7. Les inexactitudes, omissions ou insuffisances d'une enquête publique ne sont susceptibles de vicier la procédure, et donc d'entraîner l'illégalité de la décision prise au vu de cette étude, que si elles ont pu avoir pour effet de nuire à l'information complète de la population ou si elles ont été de nature à exercer une influence sur la décision de l'autorité administrative.

8. En l'espèce, il résulte de l'article 8 de l'arrêté n° 1034/206 par lequel le maire de Cabriès a ordonné une enquête publique du 27 décembre 2016 au 3 février 2017, sur le projet de plan local d'urbanisme (PLU), que l'avis au public faisant connaitre l'ouverture de l'enquête devait faire l'objet de deux publications dans la presse locale, La Provence et La Marseillaise ce qui a été fait. Il ressort en outre des pièces du dossier que l'avis d'enquête publique a été affiché en mairie de Cabriès, de Calas, au centre technique municipal et sur les panneaux d'affichage municipaux à partir du 12 décembre 2016. En page 11 de son rapport, le commissaire enquêteur précise également que l'avis a été publié sur le site internet de la mairie de Cabriès. Si le requérant soutient que la publication dans les journaux locaux serait insuffisante, il ressort toutefois des pièces du dossier, et notamment du rapport d'enquête publique que l'enquête s'est déroulée sur une période de trente-neuf jours avec douze permanences, que les habitants sont venus en nombre dès le premier jour, le commissaire-enquêteur ayant relevé dans son rapport que l'information avait bien circulé et que quatre cent dix-huit observations avaient été consignées. Par suite, à supposer même que la publication dans les journaux locaux puisse être regardée insuffisante, il ne ressort pas des pièces du dossier qu'une telle irrégularité, à la supposer même établie, ait privé les intéressés d'une garantie ou exercé une influence sur le sens de la délibération attaquée.

9. Par ailleurs, les moyens du requérant selon lesquels la publicité de l'enquête publique méconnaitrait les articles L. 600-11 et L. 103-1 et suivants du code de l'urbanisme doivent être écartés, comme non assortis de précisions suffisantes permettant d'en apprécier le bien-fondé.

10. En deuxième lieu, en se bornant à soutenir que le délai entre le dépôt du rapport du commissaire enquêteur, le 13 mars 2017, et l'approbation du PLU par le conseil municipal le 23 mars 2017 est insuffisant, sans notamment préciser quelles dispositions législatives ou règlementaires auraient ainsi été méconnues, le requérant ne fournit pas les précisions suffisantes pour apprécier le bien-fondé du moyen qu'il invoque.
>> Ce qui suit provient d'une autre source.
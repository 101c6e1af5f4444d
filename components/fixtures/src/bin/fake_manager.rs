// Copyright (c) 2017 Chef Software Inc. and/or applicable contributors
//
// Licensed under the Apache License, Version 2.0 (the "License");
// you may not use this file except in compliance with the License.
// You may obtain a copy of the License at
//
//     http://www.apache.org/licenses/LICENSE-2.0
//
// Unless required by applicable law or agreed to in writing, software
// distributed under the License is distributed on an "AS IS" BASIS,
// WITHOUT WARRANTIES OR CONDITIONS OF ANY KIND, either express or implied.
// See the License for the specific language governing permissions and
// limitations under the License.

//! Stand-in for `ts-manager` in end-to-end Watchdog tests: acquires
//! `manager.lock` and writes its own pid the way the real bootstrap
//! sequence does, then either exits immediately (flap-trip scenarios)
//! or sleeps forever (clean-boot / manager-dies scenarios). Never binds
//! the control socket, so a Watchdog probing it sees `ConnectFailed`
//! every time -- equivalent for strike-counting purposes to a control
//! channel that always times out.

extern crate libc;
extern crate ts_core;

use std::env;
use std::process;
use std::thread;
use std::time::Duration;

use ts_core::fs::Layout;
use ts_core::lockfile::{Acquire, LockFile};

fn main() {
    let args: Vec<String> = env::args().collect();
    let path = arg_value(&args, "--path");
    let exit_immediately = args.iter().any(|a| a == "--exit-immediately");

    let layout = Layout::resolve(path.as_ref().map(String::as_str));

    let mut lock = match LockFile::open(layout.manager_lock_path()) {
        Ok(Acquire::Acquired(lock)) => lock,
        Ok(Acquire::HeldBy(pid)) => {
            eprintln!("fake-manager: manager.lock already held by pid {}", pid);
            process::exit(1);
        }
        Err(err) => {
            eprintln!("fake-manager: could not open manager.lock: {}", err);
            process::exit(1);
        }
    };
    lock.write_pid().expect("fake-manager: failed to write pid to manager.lock");

    if exit_immediately {
        process::exit(0);
    }

    loop {
        thread::sleep(Duration::from_secs(3600));
    }
}

fn arg_value(args: &[String], flag: &str) -> Option<String> {
    args.iter().position(|a| a == flag).and_then(|i| args.get(i + 1)).cloned()
}
// Copyright (c) 2017 Chef Software Inc. and/or applicable contributors
//
// Licensed under the Apache License, Version 2.0 (the "License");
// you may not use this file except in compliance with the License.
// You may obtain a copy of the License at
//
//     http://www.apache.org/licenses/LICENSE-2.0
//
// Unless required by applicable law or agreed to in writing, software
// distributed under the License is distributed on an "AS IS" BASIS,
// WITHOUT WARRANTIES OR CONDITIONS OF ANY KIND, either express or implied.
// See the License for the specific language governing permissions and
// limitations under the License.

//! uid/gid lookup and privilege-drop primitives for Bootstrapper steps
//! 4 and 6.

use std::io;

use libc::{self, gid_t, uid_t};
use users;

use error::{Error, Result};

pub fn uid_by_name(name: &str) -> Result<uid_t> {
    users::get_uid_by_name(name).ok_or_else(|| Error::UserNotFound(name.to_string()))
}

pub fn gid_by_name(name: &str) -> Result<gid_t> {
    users::get_gid_by_name(name).ok_or_else(|| Error::GroupNotFound(name.to_string()))
}

/// Initialise the supplementary group list from `uid`'s password
/// entry, the way Bootstrapper step 4 does when none were set
/// explicitly.
pub fn init_supplementary_groups(uid: uid_t) -> Result<()> {
    let user = users::get_user_by_uid(uid)
        .ok_or_else(|| Error::UserNotFound(format!("uid {}", uid)))?;
    let name = user.name().to_string_lossy().into_owned();
    let gid = user.primary_group_id();
    let cname = ::std::ffi::CString::new(name).map_err(|_| {
        Error::UserNotFound(format!("uid {} has an embedded NUL in its name", uid))
    })?;
    let ret = unsafe { libc::initgroups(cname.as_ptr(), gid) };
    if ret != 0 {
        return Err(Error::PrivilegeDrop(io::Error::last_os_error()));
    }
    Ok(())
}

/// Drop from root to `uid`/`gid` via `setresgid`/`setresuid`, in that
/// order (group first, same as every setuid program that still needs
/// to read its own group-owned files during the switch).
pub fn drop_privileges(uid: uid_t, gid: gid_t) -> Result<()> {
    let ret = unsafe { libc::setresgid(gid, gid, gid) };
    if ret != 0 {
        return Err(Error::PrivilegeDrop(io::Error::last_os_error()));
    }
    let ret = unsafe { libc::setresuid(uid, uid, uid) };
    if ret != 0 {
        return Err(Error::PrivilegeDrop(io::Error::last_os_error()));
    }
    Ok(())
}

pub fn is_root() -> bool {
    unsafe { libc::geteuid() == 0 }
}

pub fn effective_uid() -> uid_t {
    unsafe { libc::geteuid() }
}

#[cfg(test)]
mod tests {
    use super::*;

    #[test]
    fn uid_by_name_finds_root() {
        assert_eq!(uid_by_name("root").unwrap(), 0);
    }

    #[test]
    fn uid_by_name_rejects_unknown_user() {
        assert!(uid_by_name("no-such-user-ts-core-test").is_err());
    }
}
De même en se bornant à soutenir que la suppression de l'OAP n° 8 aurait dû être suivie d'une nouvelle enquête publique, sans préciser quelle disposition législative ou règlementaire aurait ainsi été méconnue, le requérant n'assortit pas son moyen de précisions suffisantes permettant d'en apprécier le bien-fondé.

11. En troisième lieu, aux termes de l'article L. 2121-10 du code général des collectivités territoriales : " Toute convocation est faite par le maire. Elle indique les questions portées à l'ordre du jour. Elle est mentionnée au registre des délibérations, affichée ou publiée. Elle est adressée par écrit, au domicile des conseillers municipaux ou, s'ils en font la demande, envoyée à une autre adresse ou transmise de manière dématérialisée ". Et selon l'article L. 2121-12 de ce code : " Dans les communes de 3 500 habitants et plus, une note explicative de synthèse sur les affaires soumises à délibération doit être adressée avec la convocation aux membres du conseil municipal (...). Le délai de convocation est fixé à cinq jours francs. En cas d'urgence, le délai peut être abrégé par le maire sans pouvoir être toutefois inférieur à un jour franc (...) ". D'une part, il résulte de ces dispositions que, dans les communes de 3 500 habitants et plus, les convocations aux réunions du conseil municipal doivent être envoyées aux conseillers municipaux à leur domicile personnel, sauf s'ils ont expressément fait le choix d'un envoi à une autre adresse, qui peut être celle de la mairie, et qu'il doit être procédé à cet envoi dans un délai de cinq jours francs avant la réunion. La méconnaissance de ces règles est de nature à entacher d'illégalité les délibérations prises par le conseil municipal. Il en va ainsi alors même que les conseillers municipaux concernés auraient été présents ou représentés lors de la séance. Il ne pourrait en aller différemment que dans le cas où il serait établi que les convocations irrégulièrement adressées ou distribuées sont effectivement parvenues à leurs destinataires cinq jours francs au moins avant le jour de la réunion. D'autre part, un requérant qui soutient que les délais légaux d'envoi des convocations à un conseil municipal n'ont pas été respectés alors que, selon les mentions du registre des délibérations du conseil municipal, ces délais auraient été respectés doit apporter des éléments circonstanciés au soutien de son moyen. En l'absence de tels éléments, ses allégations ne sauraient conduire à remettre en cause les mentions factuelles précises du registre des délibérations qui, au demeurant, font foi jusqu'à preuve du contraire.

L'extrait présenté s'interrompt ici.